SEBI insists preferential offers need independent valuation
In the last two months, the proposed Rs.4,000 crore preferential offer by PNB Housing to Carlyle has become the bone of contention. The first objection to the deal came from proxy firm SES. Shareholder Empowerment Firm (SES) is run by former SEBI ED, J N Gupta. SES expressed reservations about the preferential offer in that there was no independent valuation done, was priced at discount to book value and did not factor control premium. The legal stand-off began with SEBI asking PNB Housing to withhold the EGM vote and PNB Housing, in turn, approaching SAT.

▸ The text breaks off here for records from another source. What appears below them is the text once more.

//! Cube result rendering: CSV and JSON files, and a text preview for logs.

use std::collections::BTreeSet;
use std::fmt::Write as _;
use std::fs;
use std::path::{Component, Path, PathBuf};

use serde::{Deserialize, Serialize};
use thiserror::Error;

use crate::cube::{CubeResult, CubeRow, KeySlot};
use crate::model::Value;

#[derive(Debug, Error)]
pub enum WriteError {
    #[error("failed to write {path}: {source}")]
    Io {
        path: PathBuf,
        #[source]
        source: std::io::Error,
    },

    #[error("failed to write {path}: {source}")]
    Csv {
        path: PathBuf,
        #[source]
        source: csv::Error,
    },

    #[error("failed to encode {path}: {source}")]
    Json {
        path: PathBuf,
        #[source]
        source: serde_json::Error,
    },
}

pub type WriteResult<T> = Result<T, WriteError>;

/// Result file format.
#[derive(Debug, Clone, Copy, PartialEq, Eq, Default, Serialize, Deserialize)]
#[serde(rename_all = "lowercase")]
pub enum OutputFormat {
    #[default]
    Csv,
    Json,
}

impl OutputFormat {
    pub fn extension(&self) -> &'static str {
        match self {
            OutputFormat::Csv => "csv",
            OutputFormat::Json => "json",
        }
    }
}

/// How keys and nulls are spelled in rendered output.
#[derive(Debug, Clone, PartialEq, Eq)]
pub struct RenderOptions {
    pub all_marker: String,
    pub null_marker: String,
    pub include_grouping_id: bool,
}

impl Default for RenderOptions {
    fn default() -> Self {
        Self {
            all_marker: "ALL".to_string(),
            null_marker: String::new(),
            include_grouping_id: false,
        }
    }
}

impl RenderOptions {
    fn slot(&self, slot: &KeySlot) -> String {
        match slot {
            KeySlot::All => self.all_marker.clone(),
            KeySlot::Value(v) => self.value(v),
        }
    }

    fn value(&self, value: &Value) -> String {
        match value {
            Value::Null => self.null_marker.clone(),
            v => v.to_string(),
        }
    }
}

/// Name of the optional `GROUPING(...)` column.
pub const GROUPING_ID_COLUMN: &str = "grouping_id";

// ============================================================================
// Layout
// ============================================================================

/// Output column names: bare attribute names where they are unique, the
/// qualified name otherwise, then the measure labels.
///
/// A bare name is unique when no other attribute, no measure label and (if
/// written) the `grouping_id` column share it.
pub fn header(result: &CubeResult, options: &RenderOptions) -> Vec<String> {
    let bare = |name: &str| name.rsplit('.').next().unwrap_or(name).to_string();
    let mut columns: Vec<String> = result
        .attributes
        .iter()
        .map(|name| {
            let short = bare(name);
            let clashes = result.attributes.iter().filter(|a| bare(a) == short).count() > 1
                || result.measures.contains(&short)
                || (options.include_grouping_id && short == GROUPING_ID_COLUMN);
            if clashes {
                name.clone()
            } else {
                short
            }
        })
        .collect();
    if options.include_grouping_id {
        columns.push(GROUPING_ID_COLUMN.to_string());
    }
    columns.extend(result.measures.iter().cloned());
    columns
}

/// Grouped values that render exactly like the ALL or NULL marker.
///
/// When this is non-empty, a rolled-up row and a data row can only be told
/// apart through the `grouping_id` column.
pub fn marker_clashes(result: &CubeResult, options: &RenderOptions) -> BTreeSet<String> {
    result
        .rows
        .iter()
        .flat_map(|row| row.key.slots())
        .filter_map(|slot| match slot {
            KeySlot::All => None,
            KeySlot::Value(Value::Null) => {
                (options.null_marker == options.all_marker).then(|| options.null_marker.clone())
            }
            KeySlot::Value(v) => {
                let rendered = options.value(v);
                (rendered == options.all_marker || rendered == options.null_marker)
                    .then_some(rendered)
            }
        })
        .collect()
}

fn record(row: &CubeRow, options: &RenderOptions) -> Vec<String> {
    let mut fields: Vec<String> = row.key.slots().iter().map(|s| options.slot(s)).collect();
    if options.include_grouping_id {
        fields.push(row.grouping_id().to_string());
    }
    fields.extend(row.values.iter().map(|v| options.value(v)));
    fields
}

/// JSON document `{ "columns": [...], "rows": [[...], ...] }`.
///
/// ALL is written as the marker string and NULL as JSON `null`.
pub fn to_json(result: &CubeResult, options: &RenderOptions) -> serde_json::Value {
    let rows: Vec<serde_json::Value> = result
        .rows
        .iter()
        .map(|row| {
            let mut fields: Vec<serde_json::Value> = row
                .key
                .slots()
                .iter()
                .map(|slot| match slot {
                    KeySlot::All => serde_json::Value::String(options.all_marker.clone()),
                    KeySlot::Value(v) => v.to_json(),
                })
                .collect();
            if options.include_grouping_id {
                fields.push(serde_json::Value::from(row.grouping_id()));
            }
            fields.extend(row.values.iter().map(Value::to_json));
            serde_json::Value::Array(fields)
        })
        .collect();

    serde_json::json!({
        "columns": header(result, options),
        "rows": rows,
    })
}

// ============================================================================
// Files
// ============================================================================

/// Write `result` to `path`, creating parent directories.
pub fn write_result(
    result: &CubeResult,
    path: &Path,
    format: OutputFormat,
    options: &RenderOptions,
) -> WriteResult<()> {
    let io_err = |source| WriteError::Io {
        path: path.to_path_buf(),
        source,
    };

    if let Some(parent) = path.parent().filter(|p| !p.as_os_str().is_empty()) {
        fs::create_dir_all(parent).map_err(io_err)?;
    }

    match format {
        OutputFormat::Csv => {
            let csv_err = |source| WriteError::Csv {
                path: path.to_path_buf(),
                source,
            };
            let mut writer = csv::Writer::from_path(path).map_err(csv_err)?;
            writer
                .write_record(header(result, options))
                .map_err(csv_err)?;
            for row in &result.rows {
                writer.write_record(record(row, options)).map_err(csv_err)?;
            }
            writer.flush().map_err(io_err)?;
        }
        OutputFormat::Json => {
            let json = serde_json::to_string_pretty(&to_json(result, options)).map_err(|source| {
                WriteError::Json {
                    path: path.to_path_buf(),
                    source,
                }
            })?;
            fs::write(path, json).map_err(io_err)?;
        }
    }

    Ok(())
}

/// Where a run of `cube_file` writes its result.
///
/// A cube file below a `queries` directory keeps its relative location under
/// `output_dir`; any other file lands directly in it. The file is named
/// `<stem>_output.<ext>`.
pub fn default_output_path(cube_file: &Path, output_dir: &Path, format: OutputFormat) -> PathBuf {
    let stem = cube_file
        .file_stem()
        .map(|s| s.to_string_lossy().into_owned())
        .unwrap_or_else(|| "cube".to_string());
    let file_name = format!("{}_output.{}", stem, format.extension());

    let components: Vec<Component> = cube_file.components().collect();
    let queries = components
        .iter()
        .rposition(|c| matches!(c, Component::Normal(name) if *name == "queries"));

    let mut path = output_dir.to_path_buf();
    if let Some(i) = queries {
        // Directories between `queries` and the file itself.
        let end = components.len().saturating_sub(1);
        for component in components.iter().take(end).skip(i + 1) {
            path.push(component.as_os_str());
        }
    }
    path.push(file_name);
    path
}

// ============================================================================
// Preview
// ============================================================================

/// Render the first `limit` rows as an aligned text table.
pub fn render_preview(result: &CubeResult, limit: usize, options: &RenderOptions) -> String {
    let header = header(result, options);
    let rows: Vec<Vec<String>> = result
        .rows
        .iter()
        .take(limit)
        .map(|row| record(row, options))
        .collect();

    let mut widths: Vec<usize> = header.iter().map(|h| h.chars().count()).collect();
    for row in &rows {
        for (width, field) in widths.iter_mut().zip(row) {
            *width = (*width).max(field.chars().count());
        }
    }

    let mut out = String::new();
    let line = |fields: &[String], out: &mut String| {
        let cells: Vec<String> = fields
            .iter()
            .zip(&widths)
            .map(|(f, w)| format!("{:<w$}", f, w = *w))
            .collect();
        let _ = writeln!(out, "{}", cells.join("  ").trim_end());
    };

    line(&header, &mut out);
    for row in &rows {
        line(row, &mut out);
    }
    if result.rows.len() > limit {
        let _ = writeln!(out, "... {} more rows", result.rows.len() - limit);
    }
    out
}
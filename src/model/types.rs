//! Declared column types and cast rules.

use serde::{Deserialize, Serialize};

/// Semantic type of a typed column.
#[derive(Debug, Clone, Copy, PartialEq, Eq, Hash, Serialize, Deserialize)]
#[serde(rename_all = "lowercase")]
pub enum DataType {
    #[serde(alias = "integer", alias = "bigint")]
    Int,
    #[serde(alias = "double", alias = "decimal", alias = "numeric")]
    Float,
    #[serde(alias = "string", alias = "varchar")]
    Text,
    Date,
    #[serde(alias = "boolean")]
    Bool,
}

impl DataType {
    /// Parse a data type from a string.
    pub fn from_str(s: &str) -> Option<Self> {
        match s.to_lowercase().as_str() {
            "int" | "integer" | "bigint" => Some(DataType::Int),
            "float" | "double" | "decimal" | "numeric" => Some(DataType::Float),
            "text" | "string" | "varchar" => Some(DataType::Text),
            "date" => Some(DataType::Date),
            "bool" | "boolean" => Some(DataType::Bool),
            _ => None,
        }
    }

    /// Whether values of this type can be summed and averaged.
    pub fn is_numeric(&self) -> bool {
        matches!(self, DataType::Int | DataType::Float)
    }

    pub fn as_str(&self) -> &'static str {
        match self {
            DataType::Int => "int",
            DataType::Float => "float",
            DataType::Text => "text",
            DataType::Date => "date",
            DataType::Bool => "bool",
        }
    }
}

impl std::fmt::Display for DataType {
    fn fmt(&self, f: &mut std::fmt::Formatter<'_>) -> std::fmt::Result {
        f.write_str(self.as_str())
    }
}

/// What happens when a present raw value does not parse as the declared type.
#[derive(Debug, Clone, Copy, PartialEq, Eq, Default, Serialize, Deserialize)]
#[serde(rename_all = "lowercase")]
pub enum CastMode {
    /// Fail the whole load.
    Strict,
    /// Substitute NULL and continue.
    #[default]
    Tolerant,
}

SAT has heard the arguments of SEBI and PNB Housing but reserved its final judgment. Meanwhile, in an interesting development, SEBI has insisted that all preferential allotments of shares pre-suppose an independent valuation. In the PNB Housing case, SEBI insisted that since the Articles of Association mandate an independent valuation for such deals, it should have been done. PNB Housing has argued that since ICDR rules do not stipulate independent valuations for listed companies, they had done the preferential allotment to Carlyle based on ICDR formula.
Also Read: SEBI halts PNB housing - Carlyle deal
The latest clarification from SEBI makes some interesting points. Firstly, ICDR is only a guide to determine minimum price and not a formula for valuation. Secondly, SEBI has also underlined that in all such cases, the only guiding factor should be minority shareholders getting a fair and just price. Lastly, SEBI pointed out that since the PNB Housing case resulted in change of control, an independent valuation should have been done by PNB Housing. The last word is yet to be said, but it could have implications for LIC Housing, Barbeque nation and a host of other proposed preferential allotments.